Главное — возвыситься душой, как возвышается над землей первое весеннее небо. Тогда не устоять никакому делу, как не могут устоять снега перед силами весны.

И когда белый свет становился ему не мил, он закрывал глаза и звал на помощь свое детство.

…Голубой мотылек сел на рукав его рубашки. То закроет крылышки, то откроет. Закроет — и словно бы древняя, истертая временем монетка, откроет — и распустится тотчас ласковый голубой цветок, живой, веселый!

Невозможно было поверить, что чудо это рождается для жизни длиною в один день.

А Федя этому и не верил!

Ну кто из нас видел умерших, отцветших мотыльков? Кто? Никто не видел! Никогда!

Они вьются, порхают, складывают крылышки, показывая таинственные непрочитанные письмена, раскрывают крылышки, принимая на них весь свет великого солнца, всю ширь синего неба. Самые радостные на лугу! Самые нежные. И самые доверчивые. Тайна тайн природы.

Наверное, все забыли, что это такое — завалинка.

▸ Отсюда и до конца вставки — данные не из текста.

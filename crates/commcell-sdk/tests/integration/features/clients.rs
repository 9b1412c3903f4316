//! Client wrapper tests.

use std::sync::Arc;

use axum::http::Method;
use commcell_sdk::{Fetcher, Lister};
use parking_lot::Mutex;
use serde_json::json;

use crate::common::{clients_json, logged_in, MockResponse, MockServer};

fn client_detail() -> serde_json::Value {
    json!({"clientProperties": [{
        "client": {
            "clientEntity": {"clientName": "FileServer01", "clientId": 11, "hostName": "fs01.example.com"},
            "displayName": "File Server 01",
            "osInfo": {
                "Type": "Windows",
                "SubType": "Server",
                "OsDisplayInfo": {"ProcessorType": "x64", "OSName": "Windows Server 2019"}
            }
        },
        "clientProps": {"clientActivityControl": {"activityControlOptions": [
            {"activityType": 1, "enableActivityType": true},
            {"activityType": 2, "enableActivityType": false}
        ]}}
    }]})
}

#[tokio::test]
async fn test_lookup_by_name_and_hostname() {
    let server = MockServer::start().await;
    server.on_json(Method::GET, "Client", clients_json());
    server.on_json(Method::GET, "Client/11", client_detail());
    let commcell = logged_in(&server).await;

    let clients = commcell.clients().await.expect("clients");
    assert!(clients.has("FileServer01"));
    assert!(clients.has("fileserver01"));
    assert!(clients.has("FS01.example.com"));
    assert_eq!(clients.id_of("sql01"), Some(12));
    assert_eq!(clients.name_of(11).as_deref(), Some("fileserver01"));

    let client = clients.get("fs01.example.com").await.expect("client");
    assert_eq!(client.name(), "fileserver01");
    assert_eq!(client.id(), 11);
    assert_eq!(client.display_name(), Some("File Server 01"));
    assert_eq!(
        client.os_info().as_deref(),
        Some("x64 Windows Server  --  Windows Server 2019")
    );
    assert!(client.is_backup_enabled());
    assert!(!client.is_restore_enabled());

    let by_id = clients.get_by_id(11).await.expect("client by id");
    assert_eq!(by_id.name(), "fileserver01");
}

#[tokio::test]
async fn test_unknown_client_not_found() {
    let server = MockServer::start().await;
    server.on_json(Method::GET, "Client", clients_json());
    let commcell = logged_in(&server).await;

    let clients = commcell.clients().await.expect("clients");
    let err = clients.get("Exchange01").await.unwrap_err();

    assert!(err.is_not_found());
    assert_eq!(err.code().to_string(), "Client/102");
    assert_eq!(err.to_string(), "No client exists with name: exchange01");
    assert!(clients.get_by_id(99).await.unwrap_err().is_not_found());
}

#[tokio::test]
async fn test_client_without_hostname_not_matched_by_blank_name() {
    let server = MockServer::start().await;
    server.on_json(
        Method::GET,
        "Client",
        json!({"clientProperties": [
            {"client": {"clientEntity": {"clientName": "NoHost", "clientId": 5}}},
            {"client": {"clientEntity": {"clientName": "Blank", "clientId": 6, "hostName": ""}}}
        ]}),
    );
    let commcell = logged_in(&server).await;

    let clients = commcell.clients().await.expect("clients");
    assert!(clients.has("nohost"));
    assert!(!clients.has(""));
    assert!(!clients.has("   "));
    assert_eq!(clients.id_of(""), None);

    let err = clients.get("").await.unwrap_err();
    assert!(err.is_not_found());
    assert_eq!(err.code().to_string(), "Client/102");
}

#[tokio::test]
async fn test_delete_accepts_nested_error_code() {
    let server = MockServer::start().await;
    let deleted = Arc::new(Mutex::new(false));

    let list_state = Arc::clone(&deleted);
    server.on(Method::GET, "Client", move |_| {
        if *list_state.lock() {
            MockResponse::json(json!({"clientProperties": [
                {"client": {"clientEntity": {"clientName": "FileServer01", "clientId": 11}}}
            ]}))
        } else {
            MockResponse::json(clients_json())
        }
    });
    let delete_state = Arc::clone(&deleted);
    server.on(Method::DELETE, "Client/12?forceDelete=1", move |_| {
        *delete_state.lock() = true;
        MockResponse::json(json!({"response": [{"errorCode": 0, "entity": {"clientId": 12}}]}))
    });
    let commcell = logged_in(&server).await;

    let clients = commcell.clients().await.expect("clients");
    clients.delete("SQL01").await.expect("delete");
    assert!(!clients.has("sql01"));
    assert!(clients.has("fileserver01"));
}

#[tokio::test]
async fn test_delete_error_carries_server_message() {
    let server = MockServer::start().await;
    server.on_json(Method::GET, "Client", clients_json());
    server.on_json(
        Method::DELETE,
        "Client/12?forceDelete=1",
        json!({"response": [{"errorCode": 2, "errorString": "Client has active jobs"}]}),
    );
    let commcell = logged_in(&server).await;

    let clients = commcell.clients().await.expect("clients");
    let err = clients.delete("sql01").await.unwrap_err();

    assert_eq!(err.code().to_string(), "Client/102");
    assert_eq!(err.server_message(), Some("Client has active jobs"));
    assert!(clients.has("sql01"));
}
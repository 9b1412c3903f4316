//! CommServ details.

use tracing::debug;

use crate::client::endpoints::Endpoint;
use crate::error::{ErrorDomain, Result};
use crate::models::CommServInfo;

use super::ApiContext;

/// Reads the details of the connected CommServ.
#[derive(Clone)]
pub(crate) struct CommServService {
    ctx: ApiContext,
}

impl CommServService {
    pub(crate) fn new(ctx: ApiContext) -> Self {
        Self { ctx }
    }

    /// Fetches `GET CommServ` and parses the details.
    pub(crate) async fn load(&self) -> Result<CommServInfo> {
        let url = self.ctx.endpoints.url(Endpoint::CommServ);
        let value = self.ctx.http.get(url, ErrorDomain::Commcell).await?;
        let info = CommServInfo::from_json(&value)?;
        debug!(commserv = %info.name, version = %info.version, "Loaded CommServ details");
        Ok(info)
    }
}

Для Феди завалинка была самым добрым местом в доме. На завалинке весна встречалась с зимой и прежняя жизнь с новой жизнью.

Казалось бы, самое нехитрое дело — привалить по осени к дому землю. Чтоб морозу было неповадно гулять по полу, ноги людям студить, а выходит — не в одном тепле дело. Выходит, что у крестьянина каждая вещь неспроста. Для дела само собой, но ведь еще и для души, и для оберега, и детям чтоб наука. Ложка — для еды, а цветы на ложке — для глаз, а то, что в золото цветы погружены, — так это чтоб душа еде радовалась и чтобы ложка сама по себе была хвалой хлебу-соли. Так же вот и завалинка.

Нагребут к дому земли, оградят жердями, чтоб не осыпалось, и доски сверху положат. К зиме изготовились, но ведь и к весне тоже!

На завалинку к первой ласке весеннего солнца все тянутся: и стар, и млад, и хозяева жизни.

Прижмешься щекой к шершавому бревну избы, солнце бродит по твоему лицу, веснушки ищет, и ты неведомо чему улыбаешься. А глаза откроешь — дедок-мудрец бороденку солнцу выставил и тоже улыбается, словно дитя в люльке.

Как знать, может, на завалинке-то и завязывается и дозревает в человеке то зерно, которое никак не названо, но нет без которого русской души.

Взрослые люди мечтать не умеют. Они ставят перед собой задачи: выполнимые, сомнительные и совершенно невыполнимые. Но планы — не мечты. Планы могут наполнить человека упорством, дать ему силу, укрепить волю. Мечты — учителя души.

Распрощавшись с собою, с тем глазастым человечком, который живет в краю детства за высоким забором лет, — всю жизнь ищем мы встречи с ним. И Федор Николаевич тоже нет-нет да и призадумается: неужто разошлись пути навсегда?

И кажется ему, что все еще можно поправить. Нужно только выбрать время, найти свободный от забот часок да и нырнуть с головой в зеленую траву. Поглядеть на мурашей, на травинки.